Zmynd10−/− mice recapitulated human PCD phenotypes
To investigate the function of ZMYND10, we generated mice with targeted deletion of the Zmynd10 gene locus (S1A and S1B Fig) using a lacZ-containing targeting cassette (Zmynd10tm1[KOMP]Wtsi). β-Galactosidase activity staining of Zmynd10+/− lung tissues on postnatal day (P)1 revealed Zmynd10 expression in the bronchus and bronchioles, but not in the alveoli (S1C and S1D Fig). This expression pattern was consistent with that in the previous in situ hybridization results in mouse lung tissues . Zmynd10 expression was also observed in the testes of Zmynd10+/− mice at P28 as well as in the spermatids and earlier-stage germ cells (S1E and S1F Fig). Deletion of coding exons 2–11 yielded a Zmynd10-null allele (Zmynd10−/−), and western blotting and immunofluorescence analyses of the testis lysates and tracheal tissue, respectively, confirmed the absence of ZMYND10 (S2 Fig).
Zmynd10−/− mouse litters conformed to Mendelian ratios, and neonates showed no gross abnormalities, indicating that loss of Zmynd10 did not cause embryonic lethality; however, mutant mice exhibited growth retardation and were visibly smaller at P10, with all eventually dying within 1 month of birth (S3A–S3C Fig), with a mean survival of 14 days. Zmynd10−/− mice developed hydrocephaly and subsequent abnormal head morphology, with complete penetrance (Fig 1A and 1B), and the cerebral ventricles were dilated with cortical tissue thinning (Fig 1C–1F).
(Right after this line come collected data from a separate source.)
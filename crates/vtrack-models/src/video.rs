//! Tracked video entity and lifecycle status.

use chrono::{DateTime, Utc};
use schemars::JsonSchema;
use serde::{Deserialize, Serialize};
use std::fmt;
use std::str::FromStr;
use uuid::Uuid;

use crate::error::ModelError;
use crate::progress::ProgressUpdate;

/// Unique identifier for a tracked video.
#[derive(Debug, Clone, PartialEq, Eq, Hash, Serialize, Deserialize, JsonSchema)]
#[serde(transparent)]
pub struct VideoId(pub String);

impl VideoId {
    /// Generate a new random video ID.
    pub fn new() -> Self {
        Self(Uuid::new_v4().to_string())
    }

    /// Derive a stable ID for an upload that arrived without one.
    ///
    /// The same location and version marker always yield the same ID, so a
    /// redelivered upload event resolves to the entity seeded by the first
    /// delivery.
    pub fn derive(location: &StorageLocation, version: &str) -> Self {
        let name = format!(
            "vtrack://{}/{}#{}",
            location.container, location.object_key, version
        );
        Self(Uuid::new_v5(&Uuid::NAMESPACE_URL, name.as_bytes()).to_string())
    }

    /// Create from an existing string.
    pub fn from_string(s: impl Into<String>) -> Self {
        Self(s.into())
    }

    /// Get the inner string.
    pub fn as_str(&self) -> &str {
        &self.0
    }
}

impl Default for VideoId {
    fn default() -> Self {
        Self::new()
    }
}

impl fmt::Display for VideoId {
    fn fmt(&self, f: &mut fmt::Formatter<'_>) -> fmt::Result {
        write!(f, "{}", self.0)
    }
}

impl From<String> for VideoId {
    fn from(s: String) -> Self {
        Self(s)
    }
}

impl From<&str> for VideoId {
    fn from(s: &str) -> Self {
        Self(s.to_string())
    }
}

/// Location of an object in storage.
#[derive(Debug, Clone, PartialEq, Eq, Hash, Serialize, Deserialize, JsonSchema)]
pub struct StorageLocation {
    /// Bucket / container name
    #[serde(alias = "bucket")]
    pub container: String,
    /// Object key inside the container
    #[serde(alias = "key")]
    pub object_key: String,
}

impl StorageLocation {
    pub fn new(container: impl Into<String>, object_key: impl Into<String>) -> Self {
        Self {
            container: container.into(),
            object_key: object_key.into(),
        }
    }
}

impl fmt::Display for StorageLocation {
    fn fmt(&self, f: &mut fmt::Formatter<'_>) -> fmt::Result {
        write!(f, "{}/{}", self.container, self.object_key)
    }
}

/// Video processing status.
#[derive(Debug, Clone, Copy, PartialEq, Eq, Hash, Serialize, Deserialize, JsonSchema, Default)]
#[serde(rename_all = "SCREAMING_SNAKE_CASE")]
pub enum VideoStatus {
    /// Seeded by ingestion, waiting for the processing system
    #[default]
    #[serde(alias = "queued")]
    Queued,
    /// Picked up by the processing system
    #[serde(alias = "processing")]
    Processing,
    /// Processing failed
    #[serde(alias = "failed")]
    Failed,
    /// Processing completed, result available
    #[serde(alias = "completed")]
    Completed,
}

impl VideoStatus {
    pub fn as_str(&self) -> &'static str {
        match self {
            VideoStatus::Queued => "QUEUED",
            VideoStatus::Processing => "PROCESSING",
            VideoStatus::Failed => "FAILED",
            VideoStatus::Completed => "COMPLETED",
        }
    }

    /// Check if this is a terminal state (no more updates expected).
    pub fn is_terminal(&self) -> bool {
        matches!(self, VideoStatus::Completed | VideoStatus::Failed)
    }

    fn rank(&self) -> u8 {
        match self {
            VideoStatus::Queued => 0,
            VideoStatus::Processing => 1,
            VideoStatus::Failed | VideoStatus::Completed => 2,
        }
    }

    /// Whether a message may move an entity from `self` to `next`.
    ///
    /// Status only moves forward. Terminal states accept nothing, and a
    /// late PROCESSING never pulls a video back from a later state. Skipping
    /// straight from QUEUED to a terminal state is allowed since the
    /// PROCESSING message may have been reordered or lost.
    pub fn can_transition_to(&self, next: VideoStatus) -> bool {
        if self.is_terminal() {
            return false;
        }
        next.rank() > self.rank()
    }
}

impl fmt::Display for VideoStatus {
    fn fmt(&self, f: &mut fmt::Formatter<'_>) -> fmt::Result {
        write!(f, "{}", self.as_str())
    }
}

impl FromStr for VideoStatus {
    type Err = ModelError;

    fn from_str(s: &str) -> Result<Self, Self::Err> {
        match s.trim().to_ascii_uppercase().as_str() {
            "QUEUED" => Ok(VideoStatus::Queued),
            "PROCESSING" => Ok(VideoStatus::Processing),
            "FAILED" => Ok(VideoStatus::Failed),
            "COMPLETED" => Ok(VideoStatus::Completed),
            _ => Err(ModelError::UnknownStatus(s.to_string())),
        }
    }
}

/// Tracked video entity stored in the entity store.
#[derive(Debug, Clone, PartialEq, Serialize, Deserialize, JsonSchema)]
pub struct TrackedVideo {
    /// Unique video ID
    pub video_id: VideoId,

    /// Content fingerprint supplied by the uploader
    #[serde(default)]
    pub video_hash: Option<String>,

    /// Requesting user
    #[serde(default)]
    pub owner_id: Option<String>,

    /// Original upload
    pub source_location: StorageLocation,

    /// Processing status
    #[serde(default)]
    pub status: VideoStatus,

    /// Completion indicator reported by the processing system
    #[serde(default)]
    pub progress: f64,

    /// Produced artifact, once available
    #[serde(default, skip_serializing_if = "Option::is_none")]
    pub result_location: Option<StorageLocation>,

    /// Human-readable status detail
    #[serde(default, skip_serializing_if = "Option::is_none")]
    pub message: Option<String>,

    /// Set together with the terminal transition, cleared once the
    /// notification for it has been published
    #[serde(default)]
    pub notification_pending: bool,

    /// Seeding timestamp
    pub created_at: DateTime<Utc>,

    /// Last mutation timestamp
    pub last_update: DateTime<Utc>,
}

/// Outcome of merging a progress update into an entity.
#[derive(Debug, Clone, Copy, PartialEq, Eq)]
pub enum MergeEffect {
    /// Entity was already terminal; nothing applied.
    Terminal,
    /// Every present field already held the incoming value.
    Unchanged,
    /// At least one field changed.
    Updated {
        /// The merge moved the entity from a non-terminal into a terminal status.
        entered_terminal: bool,
    },
}

impl MergeEffect {
    pub fn is_updated(&self) -> bool {
        matches!(self, MergeEffect::Updated { .. })
    }

    pub fn entered_terminal(&self) -> bool {
        matches!(self, MergeEffect::Updated { entered_terminal: true })
    }
}

impl TrackedVideo {
    /// Build the seed record written at ingestion.
    pub fn seed(
        video_id: VideoId,
        source_location: StorageLocation,
        video_hash: Option<String>,
        owner_id: Option<String>,
        at: DateTime<Utc>,
    ) -> Self {
        Self {
            video_id,
            video_hash,
            owner_id,
            source_location,
            status: VideoStatus::Queued,
            progress: 0.0,
            result_location: None,
            message: None,
            notification_pending: false,
            created_at: at,
            last_update: at,
        }
    }

    /// Apply this seed to a record that is still QUEUED.
    ///
    /// Only the upload fields come from the seed. Progress state, creation
    /// time and `last_update` stay as the record has them.
    pub fn reseed_over(&self, previous: &TrackedVideo) -> TrackedVideo {
        TrackedVideo {
            video_hash: self.video_hash.clone(),
            owner_id: self.owner_id.clone(),
            source_location: self.source_location.clone(),
            ..previous.clone()
        }
    }

    /// Check if the entity is in a terminal state.
    pub fn is_terminal(&self) -> bool {
        self.status.is_terminal()
    }

    /// Apply the fields present in `update`, leaving absent ones untouched.
    ///
    /// `last_update` moves only when something changed, which keeps a
    /// redelivered message from producing a different document.
    pub fn merge(&mut self, update: &ProgressUpdate, at: DateTime<Utc>) -> MergeEffect {
        if self.is_terminal() {
            return MergeEffect::Terminal;
        }

        let mut changed = false;
        let mut entered_terminal = false;

        if let Some(progress) = update.progress {
            if progress != self.progress {
                self.progress = progress;
                changed = true;
            }
        }

        if let Some(status) = update.status {
            if self.status.can_transition_to(status) {
                self.status = status;
                changed = true;
                entered_terminal = status.is_terminal();
            }
        }

        if let Some(location) = &update.result_location {
            if self.result_location.as_ref() != Some(location) {
                self.result_location = Some(location.clone());
                changed = true;
            }
        }

        if let Some(message) = &update.message {
            if self.message.as_ref() != Some(message) {
                self.message = Some(message.clone());
                changed = true;
            }
        }

        if !changed {
            return MergeEffect::Unchanged;
        }

        if entered_terminal {
            self.notification_pending = true;
        }
        self.last_update = at;

        MergeEffect::Updated { entered_terminal }
    }
}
In addition, 42% of the Zmynd10−/− mice showed laterality defects, including reversal of the heart apex, stomach, liver, or spleen (S3E and S3F Fig). Alcian Blue staining of the paranasal cavities revealed mucosal congestion in Zmynd10−/− mice but not in wild-type littermates, suggesting defective mucociliary clearance (Fig 1G and 1H), which is a prominent manifestation of PCD leading to recurrent airway infection. Inflammation in the lung tissue was never observed in Zmynd10−/− mice that died before P20; however, some of the mice that survived past P25 showed severe pulmonary inflammation in mutants, as evidenced by loss of alveolar architecture, thickening of alveolar septae, collapse of the alveolar space, and infiltration of inflammatory cells and fibroblasts (Fig 1I–1J and S3D Fig). Fibrosis was not observed in Masson trichrome staining (Fig 1K and 1L). Taken together, these data indicated that loss of Zmynd10 induced defects consistent with PCD.
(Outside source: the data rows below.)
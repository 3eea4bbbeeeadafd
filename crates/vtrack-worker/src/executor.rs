//! Stream executor.
//!
//! Drives the upload and progress consumer loops plus the periodic claim of
//! entries abandoned by crashed consumers. Entries are acknowledged one by
//! one once their work has taken effect; failed entries stay pending and are
//! dead-lettered after `max_retries` failed deliveries.

use std::sync::Arc;
use std::time::Duration;

use tokio::sync::watch;
use tracing::{debug, error, info, warn};
use uuid::Uuid;

use vtrack_models::parse_upload_events;
use vtrack_queue::{StreamEntry, StreamQueue};

use crate::config::WorkerConfig;
use crate::error::{WorkerError, WorkerResult};
use crate::ingestion::{IngestReport, IngestionCoordinator};
use crate::metrics;
use crate::progress::{ProgressFailure, ProgressUpdateProcessor};

/// Pause after a failed read before polling again.
const ERROR_BACKOFF: Duration = Duration::from_secs(5);

/// What to do with a stream entry once its handler ran.
#[derive(Debug)]
pub enum EntryDisposition {
    /// Done, or dropped for good.
    Ack,
    /// Leave pending for redelivery.
    Retry(WorkerError),
    /// Redelivery cannot help.
    DeadLetter(WorkerError),
}

impl EntryDisposition {
    fn from_error(error: WorkerError) -> Self {
        if error.is_retryable() {
            EntryDisposition::Retry(error)
        } else {
            EntryDisposition::DeadLetter(error)
        }
    }
}

/// Disposition of an upload entry from the report of its events.
///
/// One retryable failure is enough to redeliver the entry: the events that
/// already went through come back as redeliveries and are absorbed.
pub fn ingest_disposition(report: IngestReport) -> EntryDisposition {
    let mut fatal = None;
    for failure in report.failures {
        if failure.is_retryable() {
            return EntryDisposition::Retry(failure.error);
        }
        fatal.get_or_insert(failure.error);
    }

    match fatal {
        Some(error) => EntryDisposition::DeadLetter(error),
        None => EntryDisposition::Ack,
    }
}

/// Per-message dispositions of a progress batch of `len` messages.
pub fn progress_dispositions(
    len: usize,
    failures: Vec<(usize, ProgressFailure)>,
) -> Vec<EntryDisposition> {
    let mut dispositions: Vec<EntryDisposition> =
        (0..len).map(|_| EntryDisposition::Ack).collect();

    for (index, failure) in failures {
        if let Some(slot) = dispositions.get_mut(index) {
            *slot = EntryDisposition::from_error(failure.error);
        }
    }
    dispositions
}

#[derive(Debug, Clone, Copy, PartialEq, Eq)]
enum StreamKind {
    Uploads,
    Progress,
}

/// Consumes the inbound streams and dispatches entries to the pipeline.
pub struct StreamExecutor {
    config: WorkerConfig,
    queue: Arc<StreamQueue>,
    coordinator: IngestionCoordinator,
    processor: ProgressUpdateProcessor,
    shutdown: watch::Sender<bool>,
    consumer_name: String,
}

impl StreamExecutor {
    pub fn new(
        config: WorkerConfig,
        queue: Arc<StreamQueue>,
        coordinator: IngestionCoordinator,
        processor: ProgressUpdateProcessor,
    ) -> Self {
        let (shutdown, _) = watch::channel(false);
        let consumer_name = format!("worker-{}", Uuid::new_v4());

        Self {
            config,
            queue,
            coordinator,
            processor,
            shutdown,
            consumer_name,
        }
    }

    pub fn consumer_name(&self) -> &str {
        &self.consumer_name
    }

    /// Ask every loop to stop after its current batch.
    pub fn shutdown(&self) {
        self.shutdown.send_replace(true);
    }

    /// Run until [`Self::shutdown`] is called.
    pub async fn run(&self) -> WorkerResult<()> {
        self.queue.init_group(&self.config.upload_stream).await?;
        self.queue.init_group(&self.config.progress_stream).await?;

        info!(
            consumer = %self.consumer_name,
            uploads = %self.config.upload_stream,
            progress = %self.config.progress_stream,
            batch_size = self.config.batch_size,
            "Starting stream executor"
        );

        tokio::join!(
            self.consume_loop(StreamKind::Uploads),
            self.consume_loop(StreamKind::Progress),
            self.claim_loop(),
        );

        info!(consumer = %self.consumer_name, "Stream executor stopped");
        Ok(())
    }

    fn stream_name(&self, kind: StreamKind) -> &str {
        match kind {
            StreamKind::Uploads => &self.config.upload_stream,
            StreamKind::Progress => &self.config.progress_stream,
        }
    }

    async fn consume_loop(&self, kind: StreamKind) {
        let stream = self.stream_name(kind);
        let mut shutdown = self.shutdown.subscribe();

        while !*shutdown.borrow() {
            tokio::select! {
                _ = shutdown.changed() => {}
                result = self.queue.consume(
                    stream,
                    &self.consumer_name,
                    self.config.batch_size,
                    self.config.block_ms,
                ) => {
                    match result {
                        Ok(entries) if !entries.is_empty() => {
                            debug!(stream = %stream, count = entries.len(), "Consumed entries");
                            self.process_entries(kind, entries).await;
                        }
                        Ok(_) => {}
                        Err(e) => {
                            error!(stream = %stream, error = %e, "Error consuming entries");
                            tokio::time::sleep(ERROR_BACKOFF).await;
                        }
                    }
                }
            }
        }
        debug!(stream = %stream, "Consumer loop stopped");
    }

    async fn claim_loop(&self) {
        let mut shutdown = self.shutdown.subscribe();
        let mut interval = tokio::time::interval(self.config.claim_interval);

        while !*shutdown.borrow() {
            tokio::select! {
                _ = shutdown.changed() => {}
                _ = interval.tick() => {
                    for kind in [StreamKind::Uploads, StreamKind::Progress] {
                        let stream = self.stream_name(kind);
                        match self
                            .queue
                            .claim_pending(
                                stream,
                                &self.consumer_name,
                                self.config.claim_min_idle,
                                self.config.batch_size,
                            )
                            .await
                        {
                            Ok(entries) if !entries.is_empty() => {
                                self.process_entries(kind, entries).await;
                            }
                            Ok(_) => {}
                            Err(e) => {
                                warn!(stream = %stream, error = %e, "Failed to claim pending entries");
                            }
                        }
                    }
                }
            }
        }
    }

    async fn process_entries(&self, kind: StreamKind, entries: Vec<StreamEntry>) {
        match kind {
            StreamKind::Uploads => {
                for entry in &entries {
                    let disposition = self.ingest_entry(entry).await;
                    self.settle(entry, disposition).await;
                }
            }
            StreamKind::Progress => self.process_progress(entries).await,
        }
    }

    async fn ingest_entry(&self, entry: &StreamEntry) -> EntryDisposition {
        let Some(body) = entry.body.as_deref() else {
            warn!(message_id = %entry.id, "Upload entry without body, dropping");
            metrics::record_skipped("missing_body");
            return EntryDisposition::Ack;
        };

        let records = match parse_upload_events(body) {
            Ok(records) => records,
            Err(e) => {
                warn!(message_id = %entry.id, error = %e, "Skipping malformed upload event");
                metrics::record_skipped("malformed");
                return EntryDisposition::Ack;
            }
        };

        let report = self.coordinator.handle_records(records).await;
        debug!(
            message_id = %entry.id,
            processed = report.processed,
            failed = report.failures.len(),
            "Handled upload entry"
        );
        ingest_disposition(report)
    }

    async fn process_progress(&self, entries: Vec<StreamEntry>) {
        let mut with_body = Vec::with_capacity(entries.len());
        for entry in entries {
            if entry.body.is_some() {
                with_body.push(entry);
            } else {
                warn!(message_id = %entry.id, "Progress entry without body, dropping");
                metrics::record_skipped("missing_body");
                self.settle(&entry, EntryDisposition::Ack).await;
            }
        }

        let bodies: Vec<&str> = with_body
            .iter()
            .filter_map(|entry| entry.body.as_deref())
            .collect();
        let report = self.processor.handle(&bodies).await;

        let dispositions = progress_dispositions(with_body.len(), report.failures);
        for (entry, disposition) in with_body.iter().zip(dispositions) {
            self.settle(entry, disposition).await;
        }
    }

    async fn settle(&self, entry: &StreamEntry, disposition: EntryDisposition) {
        match disposition {
            EntryDisposition::Ack => {
                if let Err(e) = self.queue.ack(&entry.stream, &entry.id).await {
                    error!(message_id = %entry.id, error = %e, "Failed to ack entry");
                }
            }
            EntryDisposition::Retry(err) => {
                match self.queue.increment_retry(&entry.stream, &entry.id).await {
                    Ok(attempts) if attempts >= self.queue.max_retries() => {
                        warn!(message_id = %entry.id, attempts, "Entry exceeded max retries");
                        self.dead_letter(entry, &err).await;
                    }
                    Ok(attempts) => {
                        warn!(
                            message_id = %entry.id,
                            attempts,
                            error = %err,
                            "Entry failed, left pending for redelivery"
                        );
                    }
                    Err(e) => {
                        error!(message_id = %entry.id, error = %e, "Failed to record retry");
                    }
                }
            }
            EntryDisposition::DeadLetter(err) => self.dead_letter(entry, &err).await,
        }
    }

    async fn dead_letter(&self, entry: &StreamEntry, err: &WorkerError) {
        match self.queue.dead_letter(entry, &err.to_string()).await {
            Ok(()) => metrics::record_dead_lettered(&entry.stream),
            Err(e) => {
                error!(message_id = %entry.id, error = %e, "Failed to dead-letter entry");
            }
        }
    }
}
(A, B) Unlike Zmynd10+/+ mice (A), Zmynd10−/− mice (B) exhibited characteristic head deformation resulting from severe hydrocephalus. (C, D) The coronal brains sections showed enlarged ventricular cavity and reduced cortical thickness in Zmynd10−/− mice. (E, F) Hematoxylin and eosin (H&E) staining of the coronal brain sections showed expanded ventricles in Zmynd10−/− mice. Scale bars, 1 mm. (G, H) Alcian Blue staining of the paranasal cavities showed mucus congestion along the nasal epithelium in Zmynd10−/− mice. Scale bars, 1 mm. (I–L) H&E staining and Masson’s trichrome staining of Zmynd10+/+ (I, K) and Zmynd10−/− (J, L) mouse lung sections at P29 showed marked interstitial widening due to inflammatory infiltrates and edema. Original magnification, 40× (scale bar, 500 μm), 100×, and 200× (scale bar, 100 μm).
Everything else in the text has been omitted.